El Cola de Mono, una mezcla tradicionalmente asociada a la mesa familiar chilena, acaba de ingresar en el radar internacional. La guía gastronómica TasteAtlas lo ubicó entre los cuatro mejores cócteles del mundo, junto al Coquito de Puerto Rico, el Mojito cubano y el Pisco Sour peruano.
El reconocimiento —replicado por medios nacionales como La Tercera, BioBioChile y El Mostrador— puede parecer anecdótico, pero encierra un fenómeno más profundo: la revalorización de las bebidas identitarias dentro del discurso global de la coctelería.
Durante décadas, el Cola de Mono fue considerado una preparación casera, más próxima a la sobremesa navideña que a la barra profesional. Hoy, esa frontera comienza a diluirse. El ranking de TasteAtlas lo devuelve a la conversación, situándolo en la misma línea de los cócteles que expresan territorio, memoria y cultura.
El Cola de Mono pertenece a una familia amplia de ponches lácteos que se remontan al siglo XIX, cuando las bebidas a base de leche, café y aguardiente eran comunes en celebraciones. Su origen exacto es incierto: hay quienes lo vinculan con el anís español “Anís del Mono” y otros con anécdotas políticas de comienzos del siglo XX.
Sea cual sea su genealogía, su presencia en los hogares chilenos se consolidó rápidamente. Preparado con leche, azúcar, café, clavo de olor, canela y aguardiente, se convirtió en sinónimo de reunión y hospitalidad.
En términos culturales, el Cola de Mono opera como una bebida de pertenencia. Representa la idea de un país que mezcla herencias rurales con influencias urbanas, y que encuentra en la mesa, o en la barra, un punto de equilibrio entre lo cotidiano y lo festivo. No es casual que TasteAtlas lo destaque justamente por su capacidad de evocar “el sabor de una celebración colectiva”.
En los últimos años, el auge de la coctelería de autor en Chile ha impulsado una mirada más atenta sobre el patrimonio líquido de nuestro país. Algunos bartenders han reinterpretado el Cola de Mono, aplicando técnicas modernas sin despojarlo de su raíz emocional: leche clarificada, cold brew en lugar de café instantáneo, infusionado de especias en aguardiente o en pisco, y servicio en copa de cóctel en lugar del tradicional vaso corto.
Esta transición del ámbito doméstico al profesional no responde a una simple moda. Marca un cambio de paradigma: los bartenders ya no buscan únicamente replicar recetas internacionales, sino explorar las propias. El Cola de Mono se convierte así en un vehículo para hablar de identidad, temporada e ingredientes locales.
El listado de TasteAtlas, aunque no es un certamen técnico, tiene impacto en percepción pública. La plataforma combina votaciones de usuarios y curaduría editorial, generando visibilidad inmediata en redes y buscadores. En este caso, su efecto trasciende el ranking: pone en escena un producto chileno junto a íconos consolidados del mundo del bar.

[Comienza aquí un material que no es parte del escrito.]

use super::policy::{BankPolicy, DmaCommand};
use crate::arch::sparse::define::{BURST_WORDS, CHANNEL_ADDR_DIF};
use crate::arch::sparse::event::{BankKind, Event};
use crate::arch::sparse::packet::Packet;
use crate::arch::sparse::port::{send_retry_req, send_retry_resp, PortRef, RetryFlag, TimingReqPort, TimingRespPort};
use crate::arch::sparse::SimContext;

#[derive(Debug, Clone, Copy, PartialEq, Eq, Serialize)]
pub enum SlotState {
  Filling,
  Full,
}

#[derive(Debug, Clone, Copy, PartialEq, Eq, Serialize)]
pub enum TransferState {
  Idle,
  Config,
  Streaming,
}

/// One half of a bank's ping-pong buffer.
#[derive(Debug)]
struct BankBuffer {
  state: SlotState,
  /// DRAM range `[start, end)` the owning command streams from.
  range: (u64, u64),
  lines: usize,
  words_written: usize,
  data: BTreeMap<usize, Packet>,
  cmd_id: Option<u64>,
  completed: bool,
  stalled: bool,
}

impl Default for BankBuffer {
  fn default() -> Self {
    Self {
      state: SlotState::Filling,
      range: (0, 0),
      lines: 0,
      words_written: 0,
      data: BTreeMap::new(),
      cmd_id: None,
      completed: false,
      stalled: false,
    }
  }
}

impl BankBuffer {
  fn contains(&self, addr: u64) -> bool {
    addr >= self.range.0 && addr < self.range.1
  }

  fn claim(&mut self, cmd: &DmaCommand, start: u64, end: u64) {
    self.range = (start, end);
    self.lines = cmd.lines;
    self.words_written = 0;
    self.cmd_id = Some(cmd.cmd_id);
    self.completed = false;
    self.stalled = false;
  }

  fn reset(&mut self, ctx: &mut SimContext) {
    for (_, pkt) in std::mem::take(&mut self.data) {
      ctx.retire(pkt);
    }
    *self = Self::default();
  }
}

#[derive(Debug)]
struct BankController {
  queue: VecDeque<DmaCommand>,
  in_flight: usize,
  state: TransferState,
  current: Option<DmaCommand>,
  cur_slot: usize,
  next_read: usize,
  slots: [BankBuffer; 2],
  rd_addr: u64,
  lines_fetched: usize,
  transfer_active: bool,
  req_fifo: VecDeque<Packet>,
  /// Downstream refused a read; wait for its retry.
  req_blocked: RetryFlag,
  /// A consumer request was refused for lack of data.
  owe_consumer_retry: RetryFlag,
  /// A DRAM response hit a FULL slot.
  owe_downstream_retry: RetryFlag,
  /// The consumer refused our response.
  resp_blocked: RetryFlag,
  request: Option<Packet>,
  outgoing: Option<Packet>,
  feature_clear: bool,
  issued: u64,
  completed: u64,
  last_completed: Option<u64>,
}

impl Default for BankController {
  fn default() -> Self {
    Self {
      queue: VecDeque::new(),
      in_flight: 0,
      state: TransferState::Idle,
      current: None,
      cur_slot: 1,
      next_read: 0,
      slots: [BankBuffer::default(), BankBuffer::default()],
      rd_addr: 0,
      lines_fetched: 0,
      transfer_active: false,
      req_fifo: VecDeque::new(),
      req_blocked: RetryFlag::default(),
      owe_consumer_retry: RetryFlag::default(),
      owe_downstream_retry: RetryFlag::default(),
      resp_blocked: RetryFlag::default(),
      request: None,
      outgoing: None,
      feature_clear: false,
      issued: 0,
      completed: 0,
      last_completed: None,
    }
  }
}

impl BankController {
  fn has_work(&self) -> bool {
    self.state != TransferState::Idle
      || (!self.queue.is_empty() && self.in_flight < 2)
      || (!self.req_fifo.is_empty() && !self.req_blocked.is_set())
  }
}

/// Double-buffered DMA engine serving one bank kind across all banks.
///
/// Every bank runs its own `Idle -> Config -> Streaming` machine over a
/// private command queue and fills the two slots of its ping-pong buffer in
/// turn. A consumer may pull only from a FULL slot.
#[derive(Debug)]
pub struct DmaEngine {
  policy: BankPolicy,
  region_base: u64,
  lines: usize,
  line_words: usize,
  line_stride: u64,
  banks: Vec<BankController>,
}
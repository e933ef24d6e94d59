use sim::simulator::{Message, Simulation};

/// Deliver `content` to `target_port` of `target_model` at the current time.
pub fn inject_message(simulation: &mut Simulation, target_model: &str, target_port: &str, content: &str) {
  let msg = Message::new(
    String::from("host"),
    String::from("default"),
    target_model.to_string(),
    target_port.to_string(),
    simulation.get_global_time(),
    content.to_string(),
  );
  simulation.inject_input(msg);
}
use sim::utils::errors::SimulationError;
use std::fmt;
use std::io;

/// Fatal conditions raised by the memory subsystem.
///
/// Recoverable back-pressure never shows up here: it travels through the
/// retry protocol instead.
#[derive(Debug, Clone, PartialEq, Eq)]
pub enum SimError {
  /// A component broke the port or ownership contract (double free,
  /// response for an unknown address, bad bank id, ...).
  Protocol(String),
  /// Bad construction parameters.
  Config(String),
}

pub type SimResult<T> = Result<T, SimError>;

impl SimError {
  pub fn protocol(msg: impl Into<String>) -> Self {
    SimError::Protocol(msg.into())
  }

  pub fn config(msg: impl Into<String>) -> Self {
    SimError::Config(msg.into())
  }
}

impl fmt::Display for SimError {
  fn fmt(&self, f: &mut fmt::Formatter<'_>) -> fmt::Result {
    match self {
      SimError::Protocol(msg) => write!(f, "protocol violation: {}", msg),
      SimError::Config(msg) => write!(f, "invalid configuration: {}", msg),
    }
  }
}

impl std::error::Error for SimError {}

impl From<SimError> for io::Error {
  fn from(err: SimError) -> Self {
    let kind = match err {
      SimError::Protocol(_) => io::ErrorKind::Other,
      SimError::Config(_) => io::ErrorKind::InvalidData,
    };
    io::Error::new(kind, err.to_string())
  }
}

impl From<SimError> for SimulationError {
  fn from(err: SimError) -> Self {
    log::error!("{}", err);
    SimulationError::InvalidModelState
  }
}
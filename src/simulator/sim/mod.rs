pub mod inject;
pub mod mode;
pub mod model;
pub mod records;
pub mod shell;

pub use inject::inject_message;
pub use mode::{SimConfig, StepMode};
pub use model::{is_quiescent, model_step};
pub use shell::{Command, Shell};
//! Fixed accelerator geometry.

/// Segments per bitmap row; each segment feeds its own CAM lane.
pub const SEG_NUM: usize = 2;
pub const MAC_NUM: u32 = 16;

/// Bits per storage word.
pub const WORD_SIZE: u32 = 16;
/// Width of one decoded bitmap row.
pub const BITMAP_WORD_BITS: u32 = 32;
/// Width of the sub-words a bitmap payload is packed in.
pub const BITMAP_READ_BITS: u32 = 16;

pub const BURST_BITS: u64 = 512;
/// Storage words per DRAM burst.
pub const BURST_WORDS: usize = (BURST_BITS / WORD_SIZE as u64) as usize;

pub const INST_ADDR_STRIDE: u64 = 512;
/// Address distance between two neighbouring channels.
pub const CHANNEL_ADDR_DIF: u64 = 64;
pub const CHANNEL_NUM: usize = 8;

pub const SRAM_CAPACITY: u64 = 262_144;
pub const FW_ROW_SIZE: u64 = 4;
pub const WT_SIZE: u64 = 2048;

/// Sum a full pair of rows packs into; each lane targets `PAIRING_VALUE / SEG_NUM`.
pub const PAIRING_VALUE: u32 = 32;
pub const CAM_CAPACITY: usize = 64;
pub const CAM_AGGRESSIVE_THRESHOLD: usize = 59;

/// Lanes per decoder bank: two rows, `SEG_NUM` segments each.
pub const CAM_LANES: usize = 2 * SEG_NUM;

pub const BITMAP_BASE: u64 = 0x0;
pub const WEIGHT_BASE: u64 = 0x100_0000;
pub const FEATURE_BASE: u64 = 0x1500_0000;

/// Consumer-side request addresses the decoder uses towards each bank kind.
pub const BITMAP_REQ_ADDR: u64 = 0x0;
pub const WEIGHT_REQ_ADDR: u64 = 0x100_0000;
pub const FEATURE_REQ_ADDR: u64 = 0x200_0000;

/// Arbiter upstream id of the write-back buffer; DMA engines use their bank kind index.
pub const WRITE_BUFFER_UPSTREAM: usize = 3;
pub const ARBITER_UPSTREAMS: usize = 4;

Para la industria nacional, el hecho es simbólicamente relevante. Supone que una preparación sencilla, sin estructura de marca ni respaldo comercial, puede instalarse en la conversación internacional.
En tiempos donde la autenticidad y la historia detrás del producto pesan más que la sofisticación técnica, el Cola de Mono aparece como ejemplo de coherencia cultural: una bebida que no pretende ser otra cosa que lo que siempre fue.
Más allá del entusiasmo momentáneo, el reconocimiento internacional plantea una pregunta de fondo: ¿qué lugar ocupan las bebidas chilenas en el panorama global?
El Pisco Sour, el Terremoto y el propio Cola de Mono forman parte de un patrimonio con potencial exportable, pero que rara vez se comunica desde la profesionalización del bar.
Mientras países vecinos han construido marcas país en torno a sus destilados, Chile ha avanzado más lentamente en transformar sus bebidas típicas en experiencias de valor internacional.
El logro de TasteAtlas podría ser un punto de inflexión: una invitación a documentar, investigar y estandarizar las recetas tradicionales con la misma seriedad con que se aborda un cóctel contemporáneo. No se trata de folclor, sino de cultura y técnica.
El Cola de Mono ha recorrido un largo camino desde la sobremesa familiar hasta las páginas de la prensa internacional. Su reconocimiento en TasteAtlas no cambia su esencia, pero sí su percepción: lo que antes era costumbre doméstica hoy es parte del patrimonio líquido global.
Para la comunidad de bartenders y dueños de bares, el mensaje es claro: el valor está en mirar hacia adentro.
En un mundo saturado de modas importadas, rescatar lo propio puede ser el gesto más contemporáneo de todos.